Un nuovo Bobby Sands. Il detenuto dell’Eta Inaki de Juana Chaos, 51 anni, da tre mesi utilizza lo stesso letale, per se stesso, strumento di passione, lo sciopero della fame, e giace in un letto d’ospedale madrileno vigilato giorno e notte dalla polizia. Nemmeno l’alimentazione forzosa via sonda a cui viene sottoposto dal 24 novembre può evitare il rischio di morte perché il suo organismo è estremamente debilitato. Ha perduto una trentina di chili e in una foto diffusa ieri si vede un uomo in pessime condizioni.
Un fatale epilogo dello sciopero della fame aggiungerebbe complicazioni al già complesso scenario basco dopo l’autobomba all’aeroporto di Madrid il 30 dicembre scorso. L’ombra di De Juana morituro plana sulla vita politica spagnola e ancor di più da ieri, dopo che il detenuto, non si sa come, ha concesso un’intervista al quotidiano britannico Times, un’intervista politica in cui invita il governo spagnolo a riprendere i negoziati di pace nei Paesi Baschi, interrotti dopo l’attentato. “Sono completamente a favore del processo di dialogo e di negoziato per risolvere il conflitto politico fra il Paese basco e gli stati di Francia e Spagna” ha dichiarato De Juana prima di sottolineare che ora “una soluzione è più che mai necessaria”. L’etarra, un tipo duro, afferma che “è molto duro non poter vivere una vita normale. Solo chi lo ha provato, lo può capire. Perché ciò non si ripeta dobbiamo arrivare alle radici del conflitto”.
Da una parte la sinistra nazionalista basca chiede almeno gli arresti domiciliari, dall’altra l’opposizione conservatrice ha urlato chiaro e tondo il suo no alla scarcerazione o ad un alleggerimento della pena. Nella loro visione una decisione di clemenza sarebbe un attentato allo stato di diritto a favore di un membro dell’Eta che, condannato nel 1987 per l’omicidio di 25 persone a 3 mila anni di carcere, dopo 18 anni avrebbe dovuto essere scarcerato ad inizio 2005. Il sistema legale spagnolo non prevede l’ergastolo e si ritiene che dopo diciotto anni di prigione esista ravvedimento.
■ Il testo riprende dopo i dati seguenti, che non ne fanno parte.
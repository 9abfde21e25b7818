//! Handle indirection over heap addresses
//!
//! The heap may relocate objects between any two allocations, so raw
//! addresses must never live in long-lived state. A [`Handle`] is a slot in
//! the [`HandleTable`]; the table is the single place the heap fixes up when
//! compaction moves objects.
//!
//! Strong handles keep their target alive and are always fixed up. Weak
//! handles are best-effort: a weak slot whose target died is cleared, and the
//! holder must re-validate through [`HandleTable::upgrade`] before use.

use super::Address;

/// A strong reference to a heap object.
///
/// Not `Copy`: releasing a handle consumes it, so a slot cannot be freed
/// while an alias is still outstanding.
#[derive(Debug, PartialEq, Eq, Hash)]
pub struct Handle(u32);

impl Handle {
    /// Slot index within the handle table.
    #[inline]
    pub fn slot(&self) -> u32 {
        self.0
    }
}

/// A weak reference to a heap object. Must be upgraded before every use.
#[derive(Debug, Clone, Copy, PartialEq, Eq, Hash)]
pub struct WeakHandle(u32);

#[derive(Debug, Clone, Copy)]
enum Slot {
    Strong(Address),
    Weak(Address),
    /// Weak slot whose target was freed.
    Dead,
    /// Free-list link.
    Free(Option<u32>),
}

/// Slot arena backing both handle flavors.
#[derive(Debug, Default)]
pub struct HandleTable {
    slots: Vec<Slot>,
    free_head: Option<u32>,
    strong_count: usize,
}

impl HandleTable {
    /// Create an empty table.
    pub fn new() -> Self {
        Self::default()
    }

    fn claim(&mut self, slot: Slot) -> u32 {
        match self.free_head {
            Some(index) => {
                let next = match self.slots[index as usize] {
                    Slot::Free(next) => next,
                    _ => unreachable!("free list points at a live slot"),
                };
                self.free_head = next;
                self.slots[index as usize] = slot;
                index
            }
            None => {
                self.slots.push(slot);
                (self.slots.len() - 1) as u32
            }
        }
    }

    /// Register a strong handle for `address`.
    pub fn insert_strong(&mut self, address: Address) -> Handle {
        self.strong_count += 1;
        Handle(self.claim(Slot::Strong(address)))
    }

    /// Register a weak handle for `address`.
    pub fn insert_weak(&mut self, address: Address) -> WeakHandle {
        WeakHandle(self.claim(Slot::Weak(address)))
    }

    /// Current address of a strong handle's target.
    #[inline]
    pub fn address_of(&self, handle: &Handle) -> Address {
        match self.slots[handle.0 as usize] {
            Slot::Strong(address) => address,
            _ => unreachable!("strong handle outlived its slot"),
        }
    }

    /// Current address of a weak handle's target, if it is still live.
    pub fn upgrade(&self, handle: WeakHandle) -> Option<Address> {
        match self.slots.get(handle.0 as usize) {
            Some(Slot::Weak(address)) => Some(*address),
            _ => None,
        }
    }

    /// Release a strong handle, consuming it.
    pub fn release(&mut self, handle: Handle) -> Address {
        let address = self.address_of(&handle);
        self.slots[handle.0 as usize] = Slot::Free(self.free_head);
        self.free_head = Some(handle.0);
        self.strong_count -= 1;
        address
    }

    /// Release a weak handle's slot.
    pub fn release_weak(&mut self, handle: WeakHandle) {
        if let Some(Slot::Weak(_) | Slot::Dead) = self.slots.get(handle.0 as usize) {
            self.slots[handle.0 as usize] = Slot::Free(self.free_head);
            self.free_head = Some(handle.0);
        }
    }

    /// Apply a relocation to every slot.
    ///
    /// `relocate` maps an old address to its new one, or `None` if the target
    /// was freed. Strong targets are never freed while their handle lives, so
    /// `None` for a strong slot is a fatal heap invariant violation. Weak
    /// slots whose target died are cleared.
    pub fn retarget(&mut self, mut relocate: impl FnMut(Address) -> Option<Address>) {
        for slot in &mut self.slots {
            match *slot {
                Slot::Strong(old) => match relocate(old) {
                    Some(new) => *slot = Slot::Strong(new),
                    None => unreachable!("strong handle target collected"),
                },
                Slot::Weak(old) => {
                    *slot = match relocate(old) {
                        Some(new) => Slot::Weak(new),
                        None => Slot::Dead,
                    };
                }
                Slot::Dead | Slot::Free(_) => {}
            }
        }
    }

    /// Addresses of all strong slots (the root set for compaction).
    pub fn strong_addresses(&self) -> impl Iterator<Item = Address> + '_ {
        self.slots.iter().filter_map(|slot| match slot {
            Slot::Strong(address) => Some(*address),
            _ => None,
        })
    }

    /// Number of live strong handles.
    pub fn strong_count(&self) -> usize {
        self.strong_count
    }
}

#[cfg(test)]
mod tests {
    use super::*;

    #[test]
    fn test_strong_handle_tracks_relocation() {
        let mut table = HandleTable::new();
        let handle = table.insert_strong(Address(10));
        assert_eq!(table.address_of(&handle), Address(10));

        table.retarget(|old| Some(Address(old.0 - 4)));
        assert_eq!(table.address_of(&handle), Address(6));

        table.release(handle);
        assert_eq!(table.strong_count(), 0);
    }

    #[test]
    fn test_weak_handle_cleared_when_target_dies() {
        let mut table = HandleTable::new();
        let weak = table.insert_weak(Address(10));
        assert_eq!(table.upgrade(weak), Some(Address(10)));

        table.retarget(|_| None);
        assert_eq!(table.upgrade(weak), None);
    }

    #[test]
    fn test_slot_reuse_through_free_list() {
        let mut table = HandleTable::new();
        let a = table.insert_strong(Address(0));
        let first_slot = a.slot();
        table.release(a);

        let b = table.insert_strong(Address(2));
        assert_eq!(b.slot(), first_slot);
        assert_eq!(table.address_of(&b), Address(2));
    }

    #[test]
    fn test_stale_weak_slot_does_not_alias_reused_slot() {
        let mut table = HandleTable::new();
        let weak = table.insert_weak(Address(4));
        table.retarget(|_| None);
        // Dead slot stays dead until explicitly released.
        assert_eq!(table.upgrade(weak), None);
        table.release_weak(weak);

        let strong = table.insert_strong(Address(8));
        // The old weak handle now points at a reclaimed slot and must not
        // observe the new strong occupant.
        assert_eq!(table.upgrade(weak), None);
        table.release(strong);
    }
}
La notorietà dell’uomo aveva spinto le autorità, timorose delle critiche del Partito Popolare, ad agire in modo da creare un clima favorevole ad una nuova condanna prima della scarcerazione. De Juana ha preso altri 12 anni e 7 mesi per minacce terroristiche contenute in paio di articoli scritti in prigione e pubblicati dal quotidiano basco Gara. Lo sciopero della fame è legato a questa seconda condanna su cui ha trovato da ridire l’Associazione dei giuristi democratici europei e su cui molti esperti legali nutrono dubbi.
La sorte del detenuto ha suscitato una ampia mobilitazione dei settori indipendentisti della società basca e il suo nome viene invocato dai protagonisti della guerriglia urbana ricominciata dall’estate del 2006. L’Eta stessa ha denunciato il “caso De Juana” nel comunicato di rivendicazione della bomba all’aeroporto e viene portato come esempio dell’accanimento dello stato spagnolo contro gli indipendentisti.
Il mese scorso la Procura aveva chiesto gli arresti domiciliari perché il prigioniero è in pericolo di vita a causa dello sciopero della fame, ma la richiesta è stata bocciata dalla Audiencia Nacional riunita in sessione plenaria. I domiciliari sono stati negati.
Ora il caso rischia di scoppiare. Nella eventualità di una morte il clima politico in Euskadi si surriscalderebbe; d’altro canto, se venissero concessi i domiciliari, l’opposizione di destra del Pp potrebbe sfruttare il caso politicamente.